**ASSIGNED TASK**
Reproduce, from the lines below, exactly the stretch that begins at the line containing "return Err(Error::UnknownDevice(id.0));" and ends at the line containing "if let Some(t)", both included.

### SUPPLIED INFORMATION ###

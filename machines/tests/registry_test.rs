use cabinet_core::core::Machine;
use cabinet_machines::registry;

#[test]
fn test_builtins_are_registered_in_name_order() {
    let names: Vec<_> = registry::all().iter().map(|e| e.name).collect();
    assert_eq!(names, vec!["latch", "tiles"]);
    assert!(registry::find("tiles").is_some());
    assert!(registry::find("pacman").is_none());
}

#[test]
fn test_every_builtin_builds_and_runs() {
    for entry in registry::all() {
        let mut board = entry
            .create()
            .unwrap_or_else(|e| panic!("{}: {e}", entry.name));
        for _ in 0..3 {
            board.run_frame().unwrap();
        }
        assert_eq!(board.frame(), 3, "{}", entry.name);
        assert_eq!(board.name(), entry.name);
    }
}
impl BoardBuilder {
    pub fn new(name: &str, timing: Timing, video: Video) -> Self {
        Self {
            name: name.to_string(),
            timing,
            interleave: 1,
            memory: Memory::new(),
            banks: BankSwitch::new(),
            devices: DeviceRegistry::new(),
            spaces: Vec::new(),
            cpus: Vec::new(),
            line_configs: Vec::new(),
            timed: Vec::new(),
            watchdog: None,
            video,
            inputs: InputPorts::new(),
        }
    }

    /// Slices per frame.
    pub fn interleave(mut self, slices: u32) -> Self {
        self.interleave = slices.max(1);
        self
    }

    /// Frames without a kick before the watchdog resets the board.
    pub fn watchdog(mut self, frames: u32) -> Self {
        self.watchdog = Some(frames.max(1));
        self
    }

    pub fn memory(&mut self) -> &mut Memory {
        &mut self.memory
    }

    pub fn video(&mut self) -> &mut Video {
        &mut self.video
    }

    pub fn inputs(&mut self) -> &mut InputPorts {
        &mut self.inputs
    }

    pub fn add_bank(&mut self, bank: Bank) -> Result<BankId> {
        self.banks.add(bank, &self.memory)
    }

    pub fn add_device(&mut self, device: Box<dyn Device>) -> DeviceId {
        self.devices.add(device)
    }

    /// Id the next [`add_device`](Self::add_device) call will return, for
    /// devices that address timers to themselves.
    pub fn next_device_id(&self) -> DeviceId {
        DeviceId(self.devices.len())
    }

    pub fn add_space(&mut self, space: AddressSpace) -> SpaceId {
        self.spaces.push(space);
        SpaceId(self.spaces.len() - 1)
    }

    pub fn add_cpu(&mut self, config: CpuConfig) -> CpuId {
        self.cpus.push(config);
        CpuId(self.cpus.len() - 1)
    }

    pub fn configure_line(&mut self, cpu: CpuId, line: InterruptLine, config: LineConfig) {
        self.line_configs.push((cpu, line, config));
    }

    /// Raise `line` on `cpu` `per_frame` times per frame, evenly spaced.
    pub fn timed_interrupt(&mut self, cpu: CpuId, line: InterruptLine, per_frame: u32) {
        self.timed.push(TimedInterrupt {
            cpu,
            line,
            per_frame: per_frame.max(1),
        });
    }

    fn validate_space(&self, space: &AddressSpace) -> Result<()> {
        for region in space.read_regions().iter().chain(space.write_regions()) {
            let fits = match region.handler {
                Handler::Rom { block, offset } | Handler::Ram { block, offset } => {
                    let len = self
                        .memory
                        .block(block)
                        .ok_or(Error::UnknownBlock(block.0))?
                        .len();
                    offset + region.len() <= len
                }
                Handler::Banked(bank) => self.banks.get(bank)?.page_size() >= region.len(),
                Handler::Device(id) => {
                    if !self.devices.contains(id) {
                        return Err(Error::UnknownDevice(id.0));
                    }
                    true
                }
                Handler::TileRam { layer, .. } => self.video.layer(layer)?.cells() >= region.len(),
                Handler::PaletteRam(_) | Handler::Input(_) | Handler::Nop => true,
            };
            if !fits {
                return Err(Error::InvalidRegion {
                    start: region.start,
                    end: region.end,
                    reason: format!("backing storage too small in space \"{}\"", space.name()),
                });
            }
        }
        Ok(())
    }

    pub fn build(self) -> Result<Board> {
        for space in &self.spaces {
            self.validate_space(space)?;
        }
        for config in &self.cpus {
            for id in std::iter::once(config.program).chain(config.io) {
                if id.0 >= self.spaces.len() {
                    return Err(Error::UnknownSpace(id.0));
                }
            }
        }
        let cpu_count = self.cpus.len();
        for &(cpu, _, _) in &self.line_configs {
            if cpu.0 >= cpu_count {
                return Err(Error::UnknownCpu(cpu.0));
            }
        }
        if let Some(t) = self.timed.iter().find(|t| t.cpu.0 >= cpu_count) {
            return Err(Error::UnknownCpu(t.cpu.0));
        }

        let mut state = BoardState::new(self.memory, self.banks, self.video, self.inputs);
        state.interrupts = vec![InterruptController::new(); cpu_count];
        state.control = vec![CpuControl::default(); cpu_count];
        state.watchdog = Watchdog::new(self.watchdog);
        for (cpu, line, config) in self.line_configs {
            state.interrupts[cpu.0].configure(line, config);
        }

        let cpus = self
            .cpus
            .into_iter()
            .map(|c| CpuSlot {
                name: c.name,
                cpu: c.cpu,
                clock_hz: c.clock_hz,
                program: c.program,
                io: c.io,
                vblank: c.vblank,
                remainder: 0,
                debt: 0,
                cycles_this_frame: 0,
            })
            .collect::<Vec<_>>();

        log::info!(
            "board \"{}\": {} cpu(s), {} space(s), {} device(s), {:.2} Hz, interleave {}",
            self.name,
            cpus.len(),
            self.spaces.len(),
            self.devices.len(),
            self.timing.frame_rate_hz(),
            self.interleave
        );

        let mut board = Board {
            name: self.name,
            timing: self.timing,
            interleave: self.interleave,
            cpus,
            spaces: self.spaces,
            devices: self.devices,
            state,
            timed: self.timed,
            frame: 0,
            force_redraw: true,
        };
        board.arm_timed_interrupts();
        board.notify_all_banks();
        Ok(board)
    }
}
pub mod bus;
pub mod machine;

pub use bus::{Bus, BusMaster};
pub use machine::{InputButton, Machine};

###

**RESULT OF THIS EXERCISE**
                        return Err(Error::UnknownDevice(id.0));
                    }
                    true
                }
                Handler::TileRam { layer, .. } => self.video.layer(layer)?.cells() >= region.len(),
                Handler::PaletteRam(_) | Handler::Input(_) | Handler::Nop => true,
            };
            if !fits {
                return Err(Error::InvalidRegion {
                    start: region.start,
                    end: region.end,
                    reason: format!("backing storage too small in space \"{}\"", space.name()),
                });
            }
        }
        Ok(())
    }

    pub fn build(self) -> Result<Board> {
        for space in &self.spaces {
            self.validate_space(space)?;
        }
        for config in &self.cpus {
            for id in std::iter::once(config.program).chain(config.io) {
                if id.0 >= self.spaces.len() {
                    return Err(Error::UnknownSpace(id.0));
                }
            }
        }
        let cpu_count = self.cpus.len();
        for &(cpu, _, _) in &self.line_configs {
            if cpu.0 >= cpu_count {
                return Err(Error::UnknownCpu(cpu.0));
            }
        }
        if let Some(t) = self.timed.iter().find(|t| t.cpu.0 >= cpu_count) {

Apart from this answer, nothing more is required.